Pharmaceutical Techniques Power Rocket Fuel Mixing
Startup Anduril, which has accumulated several billion dollars in defense contracts and carries a valuation of $61 billion, is borrowing a mixing technique from the drug manufacturing industry to process rocket motor propellant.
The company has acquired bladeless mixing machines from Colorado-based FlackTek that can handle multi-hundred-kilogram batches of propellant in minutes rather than hours. Anduril says the technology delivers more than ten times the production throughput compared to its previous mixing systems and produces more than 24 times the output of conventional industrial mixers — which function more like oversized kitchen mixers with paddles that require time-consuming cleaning between uses.
The same centrifugal mixing technology is used in producing precision pharmaceutical compounds, including liposome-based cancer treatments, where consistency and contamination control are equally critical.
Experts caution that breaking into the solid rocket motor business is no easy feat. Tom Karako, director of the Missile Defense Project at the Center for Strategic and International Studies, pointed to the complexity involved, describing “the painstaking, multi-step manufacturing process of casting, curing, baking, x-raying and sanding that solid-fuel rocket motors require — followed by rigorous inspection.” He added that curing ovens and X-ray equipment remain persistent bottlenecks across the industry.
3D Printing Slashes Production Timelines
Three-dimensional printing is also transforming how quickly new weapons can be built. A 2024 case study from Northrop Grumman found that switching from traditional machined metal tooling to 3D-printed polymer tools cut the time needed to set up a production line from roughly a year down to about six weeks.
New Mexico-based X-Bow Systems specializes in using 3D printing for both propellants and rocket motor components.
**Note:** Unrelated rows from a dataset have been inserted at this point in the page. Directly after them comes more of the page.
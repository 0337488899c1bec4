use std::sync::Arc;

use serde::Serialize;
use tokio::sync::watch;
use tokio_util::sync::CancellationToken;

use crate::api;
use crate::config::NodeConfig;
use crate::election::{LeaderElection, LeaderStatus, Role};
use crate::error::{HiveError, Result};
use crate::policy::{build_policy, RunPolicy};
use crate::proxy::{DockerForwarder, Forwarder};
use crate::registry::{NodeEntry, NodeRegistry};
use crate::scheduler::{
    Assignment, ContainerConfig, ContainerJob, ImageJob, Scheduler, StoreScheduler,
};
use crate::store::KeyValueStore;

#[derive(Debug, Clone, Serialize)]
pub struct ClusterStatus {
    pub node: String,
    pub zone: String,
    pub address: String,
    pub role: Role,
    pub leader: Option<String>,
    pub term: u64,
    pub run_policy: &'static str,
    pub nodes: Vec<NodeEntry>,
}

/// Accepted container job and the nodes chosen for it, one entry per instance.
#[derive(Debug, Clone, PartialEq, Eq)]
pub struct Submission {
    pub id: String,
    pub nodes: Vec<String>,
}

/// Per-node coordinator: drives heartbeats and elections and places jobs.
///
/// The engine keeps no authoritative cluster state; every tick re-derives
/// liveness and leadership from the shared store.
pub struct Engine {
    config: NodeConfig,
    registry: NodeRegistry,
    election: LeaderElection,
    policy: Arc<dyn RunPolicy>,
    scheduler: Arc<dyn Scheduler>,
    forwarder: Arc<dyn Forwarder>,
}

impl Engine {
    pub fn new(config: NodeConfig, store: Arc<dyn KeyValueStore>) -> Result<Self> {
        config.validate()?;

        let registry = NodeRegistry::new(store.clone(), config.node_ttl());
        let election =
            LeaderElection::new(store.clone(), config.name.clone(), config.master_ttl());
        let policy = build_policy(config.run_policy, registry.clone());
        let scheduler: Arc<dyn Scheduler> = Arc::new(StoreScheduler::new(store));
        let forwarder: Arc<dyn Forwarder> =
            Arc::new(DockerForwarder::new(config.docker_socket.clone()));

        Ok(Self {
            config,
            registry,
            election,
            policy,
            scheduler,
            forwarder,
        })
    }

    pub fn with_policy(mut self, policy: Arc<dyn RunPolicy>) -> Self {
        self.policy = policy;
        self
    }

    pub fn with_scheduler(mut self, scheduler: Arc<dyn Scheduler>) -> Self {
        self.scheduler = scheduler;
        self
    }

    pub fn with_forwarder(mut self, forwarder: Arc<dyn Forwarder>) -> Self {
        self.forwarder = forwarder;
        self
    }

    pub fn config(&self) -> &NodeConfig {
        &self.config
    }

    pub fn registry(&self) -> &NodeRegistry {
        &self.registry
    }

    pub fn scheduler(&self) -> &Arc<dyn Scheduler> {
        &self.scheduler
    }

    pub fn forwarder(&self) -> &Arc<dyn Forwarder> {
        &self.forwarder
    }

    pub fn policy_name(&self) -> &'static str {
        self.policy.name()
    }

    pub fn is_leader(&self) -> bool {
        self.election.is_leader()
    }

    pub fn leader_status(&self) -> LeaderStatus {
        self.election.status()
    }

    pub fn subscribe_leadership(&self) -> watch::Receiver<LeaderStatus> {
        self.election.subscribe()
    }

    /// Publishes this node's address with a fresh TTL.
    pub async fn heartbeat_once(&self) -> Result<()> {
        self.registry
            .heartbeat(&self.config.name, &self.config.zone, &self.config.advertise_addr())
            .await
    }

    /// Runs a single election round.
    pub async fn elect_once(&self) -> Result<LeaderStatus> {
        self.election.tick().await
    }

    /// Starts the HTTP API and the control loop; returns after `shutdown` fires
    /// and the server has drained.
    pub async fn run(self: Arc<Self>, shutdown: CancellationToken) -> Result<()> {
        tracing::info!(
            node = %self.config.name,
            zone = %self.config.zone,
            run_policy = self.policy.name(),
            address = %self.config.connection_string(),
            "Starting engine"
        );

        let listener = tokio::net::TcpListener::bind(self.config.listen_addr)
            .await
            .map_err(|e| {
                HiveError::Internal(format!("failed to bind {}: {e}", self.config.listen_addr))
            })?;

        let server = tokio::spawn(api::serve(listener, Arc::clone(&self), shutdown.clone()));

        self.run_loop(shutdown).await;

        server
            .await
            .map_err(|e| HiveError::Internal(format!("api server task failed: {e}")))?
    }

    /// Control loop. Each timer tick spawns its operation and moves on, so a
    /// slow store delays only that tick's task, never the loop.
    pub async fn run_loop(self: &Arc<Self>, shutdown: CancellationToken) {
        let mut heartbeat_tick = tokio::time::interval(self.config.heartbeat_interval());
        let mut election_tick = tokio::time::interval(self.config.election_interval());

        loop {
            tokio::select! {
                _ = shutdown.cancelled() => {
                    tracing::info!(node = %self.config.name, "Stopping engine");
                    break;
                }

                _ = election_tick.tick() => {
                    let engine = Arc::clone(self);
                    tokio::spawn(async move {
                        if let Err(e) = engine.elect_once().await {
                            tracing::warn!(
                                node = %engine.config.name,
                                error = %e,
                                "Master election failed"
                            );
                        }
                    });
                }

                _ = heartbeat_tick.tick() => {
                    let engine = Arc::clone(self);
                    tokio::spawn(async move {
                        if let Err(e) = engine.heartbeat_once().await {
                            tracing::warn!(
                                node = %engine.config.name,
                                error = %e,
                                "Node heartbeat failed"
                            );
                        }
                    });
                }
            }
        }
    }

    fn resolve_zone(&self, zone: &str) -> String {
        if zone.is_empty() {
            self.config.zone.clone()
        } else {
            zone.to_string()
        }
    }

    /// Selects `desired_count` nodes with the run policy and persists the job
    /// and its placement. Nothing is written when selection fails.
    pub async fn submit_container_job(
        &self,
        config: ContainerConfig,
        zone: &str,
        desired_count: usize,
    ) -> Result<Submission> {
        if desired_count == 0 {
            return Err(HiveError::InvalidJob(
                "desired instance count must be at least 1".to_string(),
            ));
        }
        if desired_count > self.config.max_instances {
            return Err(HiveError::InvalidJob(format!(
                "desired instance count {desired_count} exceeds the limit of {}",
                self.config.max_instances
            )));
        }
        let zone = self.resolve_zone(zone);
        let nodes = self.policy.get_nodes(desired_count, &zone).await?;

        tracing::debug!(
            job = %config.name,
            zone = %zone,
            policy = self.policy.name(),
            nodes = ?nodes,
            "Selected nodes"
        );

        let job = ContainerJob::new(config, zone);
        let id = self.scheduler.add_container_job(&job, &nodes).await?;
        Ok(Submission { id, nodes })
    }

    /// Image pulls go to every live node of the zone.
    pub async fn submit_image_job(&self, image: &str, zone: &str) -> Result<bool> {
        let zone = self.resolve_zone(zone);
        let nodes = self.registry.list_nodes(&zone).await?;
        if nodes.is_empty() {
            return Err(HiveError::NoCandidateNodes { zone });
        }
        let job = ImageJob::new(image, zone);
        self.scheduler.add_image_job(&job, &nodes).await
    }

    pub async fn remove_container_job(&self, id: &str) -> Result<bool> {
        self.scheduler.remove_container_job(id).await
    }

    pub async fn remove_image_job(&self, id: &str) -> Result<bool> {
        self.scheduler.remove_image_job(id).await
    }

    /// Jobs placed on this node.
    pub async fn assignments(&self) -> Result<Vec<Assignment>> {
        self.scheduler.assignments_for(&self.config.name).await
    }

    pub async fn cluster_status(&self) -> Result<ClusterStatus> {
        let status = self.election.status();
        let nodes = self.registry.list_all_nodes().await?;
        Ok(ClusterStatus {
            node: self.config.name.clone(),
            zone: self.config.zone.clone(),
            address: self.config.connection_string(),
            role: status.role,
            leader: status.leader,
            term: status.term,
            run_policy: self.policy.name(),
            nodes,
        })
    }
}
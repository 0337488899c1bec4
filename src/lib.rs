pub mod api;
pub mod config;
pub mod election;
pub mod engine;
pub mod error;
pub mod keys;
pub mod policy;
pub mod proxy;
pub mod registry;
pub mod scheduler;
pub mod shutdown;
pub mod store;

/// Crate version reported by the HTTP index.
pub const VERSION: &str = env!("CARGO_PKG_VERSION");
The company says it can reduce the time to establish a new production line from the typical three-to-six-year range down to about twelve months. X-Bow already holds a $191 million Pentagon contract for hundreds of solid rocket motors.
Texas-based Firehawk Aerospace, founded in 2020, also relies on 3D printing and claims its process cuts rocket fuel production time from as long as 60 days down to just 7 hours — at one-tenth the traditional cost. The company says custom-designed missiles can be ready for testing within months. Firehawk has received backing from venture capital firm 1789 Capital, a fund in which President Donald Trump’s son is a partner.
Despite the innovation, government purchasing habits remain a hurdle. The Pentagon has historically bought rockets on an annual basis, creating unpredictable swings in demand. Lukas Czinger, CEO of Divergent Technologies, which manufactures missile components, put the challenge plainly: “How can we get good multi-year agreements that don’t roll off when administration changes? That’s what businesses need to perform at low cost.”